DATA FOR REVIEW Block Start

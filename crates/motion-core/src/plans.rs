//! Plan directory
//!
//! Owner -> plan tier lookups, served from a bounded TTL cache in front of
//! the plan store. Plan changes write through the store and then cache the
//! new tier, so the next admission check sees the new limit. A change bumps
//! the directory epoch; a load that straddles a change never leaves its
//! result in the cache.

use async_trait::async_trait;
use dashmap::DashMap;
use moka::future::Cache;
use motion_ledger::{LedgerError, OwnerId, PlanTier};
use std::sync::atomic::{AtomicU64, Ordering};
use std::sync::Arc;
use std::time::Duration;

/// Durable owner -> tier mapping
#[async_trait]
pub trait PlanStore: Send + Sync {
    /// Current tier, `Free` for owners never seen
    async fn tier(&self, owner_id: &OwnerId) -> Result<PlanTier, LedgerError>;

    async fn set_tier(&self, owner_id: &OwnerId, tier: PlanTier) -> Result<(), LedgerError>;
}

/// Plan store backed by a concurrent map
#[derive(Debug, Default)]
pub struct InMemoryPlanStore {
    tiers: DashMap<OwnerId, PlanTier>,
}

impl InMemoryPlanStore {
    #[inline]
    #[must_use]
    pub fn new() -> Self {
        Self::default()
    }
}

#[async_trait]
impl PlanStore for InMemoryPlanStore {
    async fn tier(&self, owner_id: &OwnerId) -> Result<PlanTier, LedgerError> {
        Ok(self.tiers.get(owner_id).map(|t| *t).unwrap_or_default())
    }

    async fn set_tier(&self, owner_id: &OwnerId, tier: PlanTier) -> Result<(), LedgerError> {
        self.tiers.insert(owner_id.clone(), tier);
        Ok(())
    }
}

/// Cached plan lookups
#[derive(Clone)]
pub struct PlanDirectory {
    store: Arc<dyn PlanStore>,
    cache: Cache<OwnerId, PlanTier>,
    epoch: Arc<AtomicU64>,
}

impl std::fmt::Debug for PlanDirectory {
    fn fmt(&self, f: &mut std::fmt::Formatter<'_>) -> std::fmt::Result {
        f.debug_struct("PlanDirectory")
            .field("cached", &self.cache.entry_count())
            .finish_non_exhaustive()
    }
}

impl PlanDirectory {
    /// Create directory with cache capacity and time-to-live
    #[must_use]
    pub fn new(store: Arc<dyn PlanStore>, capacity: u64, ttl: Duration) -> Self {
        Self {
            store,
            cache: Cache::builder()
                .max_capacity(capacity)
                .time_to_live(ttl)
                .build(),
            epoch: Arc::new(AtomicU64::new(0)),
        }
    }

    /// Tier of `owner_id`
    ///
    /// # Errors
    /// Returns the store error on a cache miss that fails to load
    pub async fn tier_of(&self, owner_id: &OwnerId) -> Result<PlanTier, LedgerError> {
        if let Some(tier) = self.cache.get(owner_id).await {
            return Ok(tier);
        }
        let started = self.epoch.load(Ordering::Acquire);
        let tier = self.store.tier(owner_id).await?;
        if self.epoch.load(Ordering::Acquire) != started {
            // a plan changed mid-load; the value read may predate it
            return self.store.tier(owner_id).await;
        }
        self.cache.insert(owner_id.clone(), tier).await;
        if self.epoch.load(Ordering::Acquire) != started {
            self.cache.invalidate(owner_id).await;
        }
        Ok(tier)
    }

    /// Persist a plan change and cache the new tier
    ///
    /// # Errors
    /// Returns the store error; the cache entry is dropped in that case
    pub async fn set_tier(&self, owner_id: &OwnerId, tier: PlanTier) -> Result<(), LedgerError> {
        let result = self.store.set_tier(owner_id, tier).await;
        self.epoch.fetch_add(1, Ordering::AcqRel);
        match result {
            Ok(()) => {
                self.cache.insert(owner_id.clone(), tier).await;
                tracing::info!("Plan for {} set to {}", owner_id, tier);
                Ok(())
            }
            Err(e) => {
                self.cache.invalidate(owner_id).await;
                Err(e)
            }
        }
    }
}

#[cfg(test)]
mod tests {
    use super::*;
    use std::sync::atomic::{AtomicBool, AtomicUsize};

    #[derive(Default)]
    struct CountingStore {
        inner: InMemoryPlanStore,
        reads: AtomicUsize,
    }

    #[async_trait]
    impl PlanStore for CountingStore {
        async fn tier(&self, owner_id: &OwnerId) -> Result<PlanTier, LedgerError> {
            self.reads.fetch_add(1, Ordering::SeqCst);
            self.inner.tier(owner_id).await
        }

        async fn set_tier(&self, owner_id: &OwnerId, tier: PlanTier) -> Result<(), LedgerError> {
            self.inner.set_tier(owner_id, tier).await
        }
    }

    #[tokio::test]
    async fn unknown_owner_is_free() {
        let directory = PlanDirectory::new(Arc::new(InMemoryPlanStore::new()), 10, Duration::from_secs(60));
        let tier = directory.tier_of(&OwnerId::parse("new").unwrap()).await.unwrap();
        assert_eq!(tier, PlanTier::Free);
    }

    #[tokio::test]
    async fn lookups_are_cached_until_plan_change() {
        let store = Arc::new(CountingStore::default());
        let directory = PlanDirectory::new(store.clone(), 10, Duration::from_secs(60));
        let alice = OwnerId::parse("alice").unwrap();

        directory.tier_of(&alice).await.unwrap();
        directory.tier_of(&alice).await.unwrap();
        assert_eq!(store.reads.load(Ordering::SeqCst), 1);

        directory.set_tier(&alice, PlanTier::Pro).await.unwrap();
        assert_eq!(directory.tier_of(&alice).await.unwrap(), PlanTier::Pro);
        assert_eq!(store.reads.load(Ordering::SeqCst), 1);
    }

    /// Store whose first read returns, then stalls before handing back the value
    #[derive(Default)]
    struct StallingStore {
        inner: InMemoryPlanStore,
        stalled: AtomicBool,
    }

    #[async_trait]
    impl PlanStore for StallingStore {
        async fn tier(&self, owner_id: &OwnerId) -> Result<PlanTier, LedgerError> {
            let tier = self.inner.tier(owner_id).await?;
            if !self.stalled.swap(true, Ordering::SeqCst) {
                tokio::time::sleep(Duration::from_millis(200)).await;
            }
            Ok(tier)
        }

        async fn set_tier(&self, owner_id: &OwnerId, tier: PlanTier) -> Result<(), LedgerError> {
            self.inner.set_tier(owner_id, tier).await
        }
    }

    #[tokio::test]
    async fn upgrade_during_slow_lookup_is_not_overwritten() {
        let directory = PlanDirectory::new(Arc::new(StallingStore::default()), 10, Duration::from_secs(60));
        let alice = OwnerId::parse("alice").unwrap();

        let lookup = tokio::spawn({
            let directory = directory.clone();
            let alice = alice.clone();
            async move { directory.tier_of(&alice).await.unwrap() }
        });
        tokio::time::sleep(Duration::from_millis(50)).await;
        directory.set_tier(&alice, PlanTier::Pro).await.unwrap();

        assert_eq!(lookup.await.unwrap(), PlanTier::Pro);
        assert_eq!(directory.tier_of(&alice).await.unwrap(), PlanTier::Pro);
    }
}
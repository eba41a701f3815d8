//! Ledger errors

use crate::ids::JobId;
use crate::job::JobStatus;

/// Errors raised by the job, quota and stats ledgers
#[derive(Debug, thiserror::Error)]
pub enum LedgerError {
    /// Job does not exist in the caller's partition
    ///
    /// Also returned for jobs owned by someone else, so existence never leaks
    /// across owners.
    #[error("job not found: {0}")]
    NotFound(JobId),

    /// Requested status change is not allowed
    #[error("illegal job transition {from:?} -> {to:?} for {job_id}")]
    InvalidTransition {
        job_id: JobId,
        from: JobStatus,
        to: JobStatus,
    },

    /// Rejected input
    #[error("invalid input: {0}")]
    InvalidInput(String),

    /// Backing store failure
    #[error("ledger backend error: {0}")]
    Backend(String),
}

impl LedgerError {
    /// Check if this is a not-found error
    #[inline]
    #[must_use]
    pub fn is_not_found(&self) -> bool {
        matches!(self, Self::NotFound(_))
    }
}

DATA FOR REVIEW Block End

• **EXERCISE DETAILS**: In the data above, find the line that contains "use async_trait::async_trait;" and the line that contains "return Ok(tier);". Repeat exactly those lines and every line between them, and only those.

• **TASK RESULT**:
use async_trait::async_trait;
use dashmap::DashMap;
use moka::future::Cache;
use motion_ledger::{LedgerError, OwnerId, PlanTier};
use std::sync::atomic::{AtomicU64, Ordering};
use std::sync::Arc;
use std::time::Duration;

/// Durable owner -> tier mapping
#[async_trait]
pub trait PlanStore: Send + Sync {
    /// Current tier, `Free` for owners never seen
    async fn tier(&self, owner_id: &OwnerId) -> Result<PlanTier, LedgerError>;

    async fn set_tier(&self, owner_id: &OwnerId, tier: PlanTier) -> Result<(), LedgerError>;
}

/// Plan store backed by a concurrent map
#[derive(Debug, Default)]
pub struct InMemoryPlanStore {
    tiers: DashMap<OwnerId, PlanTier>,
}

impl InMemoryPlanStore {
    #[inline]
    #[must_use]
    pub fn new() -> Self {
        Self::default()
    }
}

#[async_trait]
impl PlanStore for InMemoryPlanStore {
    async fn tier(&self, owner_id: &OwnerId) -> Result<PlanTier, LedgerError> {
        Ok(self.tiers.get(owner_id).map(|t| *t).unwrap_or_default())
    }

    async fn set_tier(&self, owner_id: &OwnerId, tier: PlanTier) -> Result<(), LedgerError> {
        self.tiers.insert(owner_id.clone(), tier);
        Ok(())
    }
}

/// Cached plan lookups
#[derive(Clone)]
pub struct PlanDirectory {
    store: Arc<dyn PlanStore>,
    cache: Cache<OwnerId, PlanTier>,
    epoch: Arc<AtomicU64>,
}

impl std::fmt::Debug for PlanDirectory {
    fn fmt(&self, f: &mut std::fmt::Formatter<'_>) -> std::fmt::Result {
        f.debug_struct("PlanDirectory")
            .field("cached", &self.cache.entry_count())
            .finish_non_exhaustive()
    }
}

impl PlanDirectory {
    /// Create directory with cache capacity and time-to-live
    #[must_use]
    pub fn new(store: Arc<dyn PlanStore>, capacity: u64, ttl: Duration) -> Self {
        Self {
            store,
            cache: Cache::builder()
                .max_capacity(capacity)
                .time_to_live(ttl)
                .build(),
            epoch: Arc::new(AtomicU64::new(0)),
        }
    }

    /// Tier of `owner_id`
    ///
    /// # Errors
    /// Returns the store error on a cache miss that fails to load
    pub async fn tier_of(&self, owner_id: &OwnerId) -> Result<PlanTier, LedgerError> {
        if let Some(tier) = self.cache.get(owner_id).await {
            return Ok(tier);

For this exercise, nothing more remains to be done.